**Given records**
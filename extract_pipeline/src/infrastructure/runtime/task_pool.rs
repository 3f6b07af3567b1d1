// /////////////////////////////////////////////////////////////////////////////
// Extract Pipeline RS
// Copyright (c) 2025 Michael Gardner, A Bit of Help, Inc.
// SPDX-License-Identifier: BSD-3-Clause
// See LICENSE file in the project root.
// /////////////////////////////////////////////////////////////////////////////

//! # Offload Task Pool
//!
//! The dispatcher's two offload lanes behind one lazily created runtime:
//!
//! - **Async loop**: a single background worker thread runs every awaitable a
//!   transform returns.
//! - **Thread pool**: a bounded blocking pool of `workers` threads runs every
//!   deferred callable.
//!
//! The driver never blocks on offloaded work. Each task reports through a
//! oneshot channel; the driver polls handles between its other duties and
//! pops results as they appear. Cancelling a handle before the task starts
//! prevents it from running at all; a task that already started runs to
//! completion and its result is discarded.
//!
//! Shutdown drops the runtime, which stops the async loop, joins its thread,
//! and waits for blocking tasks that are still executing.

use std::any::Any;
use std::panic::{catch_unwind, AssertUnwindSafe};

use futures::FutureExt;
use tokio::runtime::Runtime;
use tokio::sync::oneshot::{self, error::TryRecvError};
use tokio::task::JoinHandle;
use tracing::debug;

use extract_pipeline_domain::value_objects::{DeferredFn, ItemFuture, OffloadOutput};
use extract_pipeline_domain::ExtractError;

/// Result of polling an offload handle.
pub enum OffloadPoll {
    /// The task has not finished yet.
    Pending,
    /// The task was cancelled before it could deliver a result.
    Cancelled,
    /// The task finished; the result is taken out of the handle.
    Ready(Result<OffloadOutput, ExtractError>),
}

/// An outstanding offloaded computation.
pub struct OffloadHandle {
    join: JoinHandle<()>,
    rx: oneshot::Receiver<Result<OffloadOutput, ExtractError>>,
    cancelled: bool,
}

impl OffloadHandle {
    /// Whether the task has run to completion (successfully or not).
    pub fn is_finished(&self) -> bool {
        self.join.is_finished()
    }

    /// Requests cancellation. A task that has not started will never run; a
    /// task that is already executing continues, and its result is dropped.
    pub fn cancel(&mut self) {
        self.cancelled = true;
        self.join.abort();
    }

    /// Takes the task result if it is available.
    pub fn poll_result(&mut self) -> OffloadPoll {
        match self.rx.try_recv() {
            Ok(result) => OffloadPoll::Ready(result),
            Err(TryRecvError::Empty) => OffloadPoll::Pending,
            Err(TryRecvError::Closed) => {
                if self.cancelled {
                    OffloadPoll::Cancelled
                } else {
                    OffloadPoll::Ready(Err(ExtractError::ProcessingFailed(
                        "offloaded task dropped its result channel".to_string(),
                    )))
                }
            }
        }
    }
}

/// Lazily created offload runtime: one async worker plus a bounded blocking
/// pool.
pub struct TaskPool {
    workers: usize,
    runtime: Option<Runtime>,
}

impl TaskPool {
    pub fn new(workers: usize) -> Self {
        TaskPool { workers, runtime: None }
    }

    /// Whether the runtime has been started.
    pub fn is_running(&self) -> bool {
        self.runtime.is_some()
    }

    fn ensure_runtime(&mut self) -> Result<&Runtime, ExtractError> {
        if self.runtime.is_none() {
            debug!(workers = self.workers, "starting offload runtime");
            let runtime = tokio::runtime::Builder::new_multi_thread()
                .worker_threads(1)
                .max_blocking_threads(self.workers.max(1))
                .thread_name("extract-pipe-worker")
                .enable_all()
                .build()
                .map_err(|e| {
                    ExtractError::InternalError(format!("cannot start offload runtime: {}", e))
                })?;
            self.runtime = Some(runtime);
        }
        Ok(self.runtime.as_ref().expect("offload runtime initialized above"))
    }

    /// Submits an awaitable to the background async loop.
    pub fn spawn_future(&mut self, future: ItemFuture) -> Result<OffloadHandle, ExtractError> {
        let (tx, rx) = oneshot::channel();
        let join = self.ensure_runtime()?.spawn(async move {
            let result = AssertUnwindSafe(future)
                .catch_unwind()
                .await
                .unwrap_or_else(|payload| {
                    Err(ExtractError::ProcessingFailed(panic_message(payload)))
                });
            let _ = tx.send(result);
        });
        Ok(OffloadHandle { join, rx, cancelled: false })
    }

    /// Submits a deferred callable to the blocking pool.
    pub fn spawn_blocking(&mut self, task: DeferredFn) -> Result<OffloadHandle, ExtractError> {
        let (tx, rx) = oneshot::channel();
        let join = self.ensure_runtime()?.spawn_blocking(move || {
            let result = catch_unwind(AssertUnwindSafe(task)).unwrap_or_else(|payload| {
                Err(ExtractError::ProcessingFailed(panic_message(payload)))
            });
            let _ = tx.send(result);
        });
        Ok(OffloadHandle { join, rx, cancelled: false })
    }

    /// Stops the async loop, joins its thread, and waits for blocking tasks
    /// that already started.
    pub fn shutdown(&mut self) {
        if let Some(runtime) = self.runtime.take() {
            debug!("shutting down offload runtime");
            drop(runtime);
        }
    }
}

impl Drop for TaskPool {
    fn drop(&mut self) {
        self.shutdown();
    }
}

fn panic_message(payload: Box<dyn Any + Send>) -> String {
    if let Some(msg) = payload.downcast_ref::<&str>() {
        format!("offloaded task panicked: {}", msg)
    } else if let Some(msg) = payload.downcast_ref::<String>() {
        format!("offloaded task panicked: {}", msg)
    } else {
        "offloaded task panicked".to_string()
    }
}
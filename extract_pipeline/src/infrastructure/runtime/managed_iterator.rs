// /////////////////////////////////////////////////////////////////////////////
// Extract Pipeline RS
// Copyright (c) 2025 Michael Gardner, A Bit of Help, Inc.
// SPDX-License-Identifier: BSD-3-Clause
// See LICENSE file in the project root.
// /////////////////////////////////////////////////////////////////////////////

//! # Managed Pipe Iterator
//!
//! Wraps the dispatcher with one optional scoped collaborator resource (for
//! example a transactional load context supplied by the caller). Exhaustion
//! releases the resource normally; any failure releases it with the failure
//! information, closes the dispatcher, and re-yields the error.

use std::sync::{Arc, Mutex};

use tracing::{debug, warn};

use extract_pipeline_domain::value_objects::PipeItem;
use extract_pipeline_domain::ExtractError;

use crate::infrastructure::runtime::pipe_iterator::PipeIterator;

/// A scoped resource tied to one extraction run.
pub trait ExtractionScope {
    /// Called once when the scope is attached to an iteration.
    fn enter(&mut self);

    /// Called exactly once when the iteration ends: with `None` on normal
    /// exhaustion, with the failure otherwise.
    fn exit(&mut self, failure: Option<&ExtractError>);
}

#[derive(Debug, Default)]
struct ScopeState {
    entered: bool,
    released: bool,
    failure: Option<String>,
}

/// A shareable extraction scope that records the outcome of one run.
///
/// The handle can be cloned before it is attached, so the caller keeps a view
/// of the outcome after the iterator consumed its copy.
#[derive(Clone)]
pub struct LoadScope {
    load_id: String,
    state: Arc<Mutex<ScopeState>>,
}

impl LoadScope {
    pub fn new(load_id: impl Into<String>) -> Self {
        LoadScope { load_id: load_id.into(), state: Arc::new(Mutex::new(ScopeState::default())) }
    }

    pub fn load_id(&self) -> &str {
        &self.load_id
    }

    pub fn is_entered(&self) -> bool {
        self.state.lock().map(|s| s.entered).unwrap_or(false)
    }

    pub fn is_released(&self) -> bool {
        self.state.lock().map(|s| s.released).unwrap_or(false)
    }

    /// The failure message captured on release, if the run failed.
    pub fn failure(&self) -> Option<String> {
        self.state.lock().ok().and_then(|s| s.failure.clone())
    }
}

impl ExtractionScope for LoadScope {
    fn enter(&mut self) {
        if let Ok(mut state) = self.state.lock() {
            state.entered = true;
        }
        debug!(load_id = %self.load_id, "extraction scope entered");
    }

    fn exit(&mut self, failure: Option<&ExtractError>) {
        if let Ok(mut state) = self.state.lock() {
            state.released = true;
            state.failure = failure.map(|e| e.to_string());
        }
        match failure {
            Some(err) => warn!(load_id = %self.load_id, error = %err, "extraction scope released after failure"),
            None => debug!(load_id = %self.load_id, "extraction scope released"),
        }
    }
}

/// A dispatcher that releases its scoped resource when iteration ends.
pub struct ManagedPipeIterator {
    inner: PipeIterator,
    scope: Option<Box<dyn ExtractionScope>>,
}

impl ManagedPipeIterator {
    pub fn new(inner: PipeIterator) -> Self {
        ManagedPipeIterator { inner, scope: None }
    }

    /// Attaches and enters the scoped resource that will be released when the
    /// iteration ends.
    pub fn set_scope(&mut self, mut scope: Box<dyn ExtractionScope>) {
        scope.enter();
        self.scope = Some(scope);
    }

    /// Closes the underlying dispatcher, releasing the scope first if it is
    /// still attached.
    pub fn close(&mut self) {
        if let Some(mut scope) = self.scope.take() {
            scope.exit(None);
        }
        self.inner.close();
    }

    /// Gauge into the underlying dispatcher, for observability.
    pub fn in_flight_futures(&self) -> usize {
        self.inner.in_flight_futures()
    }
}

impl Iterator for ManagedPipeIterator {
    type Item = Result<PipeItem, ExtractError>;

    fn next(&mut self) -> Option<Self::Item> {
        match self.inner.next() {
            Some(Ok(item)) => Some(Ok(item)),
            Some(Err(err)) => {
                if let Some(mut scope) = self.scope.take() {
                    scope.exit(Some(&err));
                }
                self.inner.close();
                Some(Err(err))
            }
            None => {
                if let Some(mut scope) = self.scope.take() {
                    scope.exit(None);
                }
                None
            }
        }
    }
}
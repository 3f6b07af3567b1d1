// /////////////////////////////////////////////////////////////////////////////
// Extract Pipeline RS
// Copyright (c) 2025 Michael Gardner, A Bit of Help, Inc.
// SPDX-License-Identifier: BSD-3-Clause
// See LICENSE file in the project root.
// /////////////////////////////////////////////////////////////////////////////

//! # Extract Pipeline
//!
//! A data extraction pipe engine: a dynamically assembled directed graph of
//! data-producing and data-transforming steps, executed by a single driving
//! iterator with bounded parallelism, cancellation, and graceful teardown.
//!
//! ## Core Concepts
//!
//! ### Pipes
//! A pipe is an ordered sequence of steps with an optional parent pipe. A
//! parentless pipe generates its own items; a pipe with a parent transforms
//! the parent's items. Forks route items from one pipe into many.
//!
//! ### The dispatcher
//! [`PipeIterator`] pulls one item at a time through the remaining steps of
//! its pipe. Transforms run on the driver thread; returned awaitables run on
//! a background async loop; returned callables run on a bounded thread pool.
//! At most `max_parallel_items` offloaded computations are in flight, and the
//! stream is ordered within a branch but unordered across concurrency
//! boundaries.
//!
//! ## Quick Start
//!
//! ```
//! use extract_pipeline::infrastructure::config::ExtractConfig;
//! use extract_pipeline::infrastructure::runtime::PipeIterator;
//! use extract_pipeline_domain::entities::{Pipe, PipeStep};
//! use serde_json::json;
//!
//! let pipe = Pipe::from_data("numbers", PipeStep::items(vec![json!(1), json!(2)])).unwrap();
//! pipe.append_step(PipeStep::map(|v| json!(v.as_i64().unwrap() * 10))).unwrap();
//!
//! let config = ExtractConfig::default();
//! let values: Vec<_> = PipeIterator::from_pipe(&pipe, &config)
//!     .unwrap()
//!     .map(|r| r.unwrap().item)
//!     .collect();
//! assert_eq!(values, vec![json!(10), json!(20)]);
//! ```
//!
//! ## Error Handling
//!
//! Every failure surfaces as an [`ExtractError`] from the driving iterator's
//! `next()` call; the managed variant releases its scoped resource before
//! re-yielding the error. Cancellations are the only silently skipped
//! outcome.

pub mod infrastructure;

pub use infrastructure::config::ExtractConfig;
pub use infrastructure::runtime::{
    ExtractionScope, LoadScope, ManagedPipeIterator, PipeIterator,
};

pub use extract_pipeline_domain::{
    clone_pipes, DataItem, ExtractError, ItemMeta, Pipe, PipeItem, PipeStep,
};
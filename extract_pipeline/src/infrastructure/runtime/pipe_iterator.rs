// /////////////////////////////////////////////////////////////////////////////
// Extract Pipeline RS
// Copyright (c) 2025 Michael Gardner, A Bit of Help, Inc.
// SPDX-License-Identifier: BSD-3-Clause
// See LICENSE file in the project root.
// /////////////////////////////////////////////////////////////////////////////

//! # Pipe Iterator
//!
//! The dispatcher driving a fan-out graph of pipes: an external pull iterator
//! that owns the live source iterators and the in-flight offloaded work, and
//! resolves one item at a time through the remaining steps of its pipe.
//!
//! ## Scheduling model
//!
//! A single driver thread plus two offload lanes (see
//! [`TaskPool`](super::task_pool::TaskPool)). The driver never blocks on user
//! code: transforms run to completion on the driver thread, returned
//! awaitables go to the background async loop, returned callables go to the
//! thread pool, and the driver sleeps for `futures_poll_interval` when it has
//! nothing else to do.
//!
//! ## Ordering guarantees
//!
//! - Items within one source iterator keep the source's native order.
//! - Sources are selected LIFO: a just-spawned nested iterator drains before
//!   its parent source continues, which keeps each branch effectively FIFO.
//! - Futures rejoin the stream in completion order, scanned in submission
//!   order.
//! - No global total order exists across branches or offloaded work.
//!
//! ## Parallelism cap
//!
//! At most `max_parallel_items` offloaded computations are in flight. When
//! the cap is hit, the driver retries the same item after a poll-interval
//! sleep; items are never discarded.

use std::thread;
use std::time::Duration;

use tracing::{debug, trace};

use extract_pipeline_domain::entities::{clone_pipes, Pipe, PipeStep};
use extract_pipeline_domain::value_objects::{
    DataItem, ItemMeta, OffloadOutput, PipeItem, ResolvableItem, SourceEntry, SourceIter,
    StepPayload,
};
use extract_pipeline_domain::ExtractError;
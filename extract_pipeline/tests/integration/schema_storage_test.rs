//! # Schema Storage Tests
//!
//! The destination side: version-row storage, compressed payload spillover,
//! DDL emission against a live database, and item loading.

use sqlx::sqlite::SqlitePoolOptions;
use sqlx::{Row, SqlitePool};

use extract_pipeline::infrastructure::repositories::SchemaVersionRepository;
use extract_pipeline::infrastructure::services::{SqlClientCapabilities, SqlJobClient};
use extract_pipeline_domain::entities::Schema;
use extract_pipeline_domain::services::DestinationJobClient;
use extract_pipeline_domain::value_objects::{ColumnSchema, TableSchema, WarehouseType};
use serde_json::json;

async fn pool() -> SqlitePool {
    SqlitePoolOptions::new()
        .max_connections(1)
        .connect("sqlite::memory:")
        .await
        .expect("in-memory database")
}

fn events_schema() -> Schema {
    let mut schema = Schema::new("events");
    schema.set_table(
        TableSchema::new("clicks")
            .with_column(ColumnSchema::new("id", WarehouseType::Bigint).not_null())
            .with_column(ColumnSchema::new("url", WarehouseType::Text)),
    );
    schema
}

#[tokio::test]
async fn test_version_row_round_trip() {
    let pool = pool().await;
    let repository = SchemaVersionRepository::new(pool);
    repository.ensure_tables().await.unwrap();
    assert!(repository.tables_exist().await.unwrap());

    let schema = events_schema();
    repository.store_schema(&schema, 65_536).await.unwrap();

    let info = repository.newest_schema("events").await.unwrap().unwrap();
    assert_eq!(info.schema_name, "events");
    assert_eq!(info.version, schema.version());
    assert_eq!(info.version_hash, schema.version_hash());
    assert_eq!(info.engine_version, Schema::ENGINE_VERSION);
    assert_eq!(Schema::from_json(&info.schema).unwrap(), schema);

    let by_hash = repository.schema_by_hash(&schema.version_hash()).await.unwrap().unwrap();
    assert_eq!(by_hash, info);
    assert!(repository.schema_by_hash("missing").await.unwrap().is_none());
}

#[tokio::test]
async fn test_oversized_schema_is_stored_compressed() {
    let pool = pool().await;
    let repository = SchemaVersionRepository::new(pool.clone());
    repository.ensure_tables().await.unwrap();

    let schema = events_schema();
    // force the compression path with a tiny text limit
    repository.store_schema(&schema, 8).await.unwrap();

    // the raw stored payload is not the JSON document
    let row = sqlx::query("SELECT schema FROM _extract_version")
        .fetch_one(&pool)
        .await
        .unwrap();
    let stored: String = row.get("schema");
    assert_ne!(stored, schema.to_json().unwrap());

    // reading back transparently decompresses
    let info = repository.newest_schema("events").await.unwrap().unwrap();
    assert_eq!(Schema::from_json(&info.schema).unwrap(), schema);
}

#[tokio::test]
async fn test_job_client_creates_and_evolves_tables() {
    let pool = pool().await;
    let mut client =
        SqlJobClient::new(pool.clone(), events_schema(), SqlClientCapabilities::default());

    client.initialize_storage().await.unwrap();
    assert!(client.is_storage_initialized().await.unwrap());

    client.update_storage_schema().await.unwrap();
    let (exists, table) = client.get_storage_table("clicks").await.unwrap();
    assert!(exists);
    assert_eq!(table.columns.len(), 2);
    assert!(table.column("id").is_some());
    assert!(!table.column("id").unwrap().nullable);

    // a second update with the same schema stores nothing new
    client.update_storage_schema().await.unwrap();
    let versions: i64 = sqlx::query("SELECT COUNT(*) AS n FROM _extract_version")
        .fetch_one(&pool)
        .await
        .unwrap()
        .get("n");
    assert_eq!(versions, 1);

    // evolve: one more column triggers an ALTER and a new version row
    let mut evolved = events_schema();
    evolved.set_table(
        TableSchema::new("clicks")
            .with_column(ColumnSchema::new("id", WarehouseType::Bigint).not_null())
            .with_column(ColumnSchema::new("url", WarehouseType::Text))
            .with_column(ColumnSchema::new("referrer", WarehouseType::Text)),
    );
    let mut client =
        SqlJobClient::new(pool.clone(), evolved, SqlClientCapabilities::default());
    client.update_storage_schema().await.unwrap();
    let (_, table) = client.get_storage_table("clicks").await.unwrap();
    assert_eq!(table.columns.len(), 3);

    let versions: i64 = sqlx::query("SELECT COUNT(*) AS n FROM _extract_version")
        .fetch_one(&pool)
        .await
        .unwrap()
        .get("n");
    assert_eq!(versions, 2);
}

#[tokio::test]
async fn test_job_client_writes_items_and_completes_load() {
    let pool = pool().await;
    let mut client =
        SqlJobClient::new(pool.clone(), events_schema(), SqlClientCapabilities::default());
    client.initialize_storage().await.unwrap();
    client.update_storage_schema().await.unwrap();

    let items = vec![
        json!({"id": 1, "url": "https://example.com"}),
        json!({"id": 2, "url": null}),
        json!({"id": 3}),
    ];
    let written = client.write_items("clicks", &items).await.unwrap();
    assert_eq!(written, 3);

    let rows: i64 = sqlx::query("SELECT COUNT(*) AS n FROM \"clicks\"")
        .fetch_one(&pool)
        .await
        .unwrap()
        .get("n");
    assert_eq!(rows, 3);

    client.complete_load("load-1").await.unwrap();
    let repository = SchemaVersionRepository::new(pool);
    assert_eq!(repository.load_count().await.unwrap(), 1);

    // the newest stored schema matches the client schema
    let info = client.newest_stored_schema().await.unwrap().unwrap();
    assert_eq!(info.schema_name, "events");

    // unknown tables are refused
    assert!(client.write_items("missing", &[]).await.is_err());
}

**Description of the task**
Show every line of the material above in which "expect" is present.

**Result of the task**
        Ok(self.runtime.as_ref().expect("offload runtime initialized above"))
        .expect("in-memory database")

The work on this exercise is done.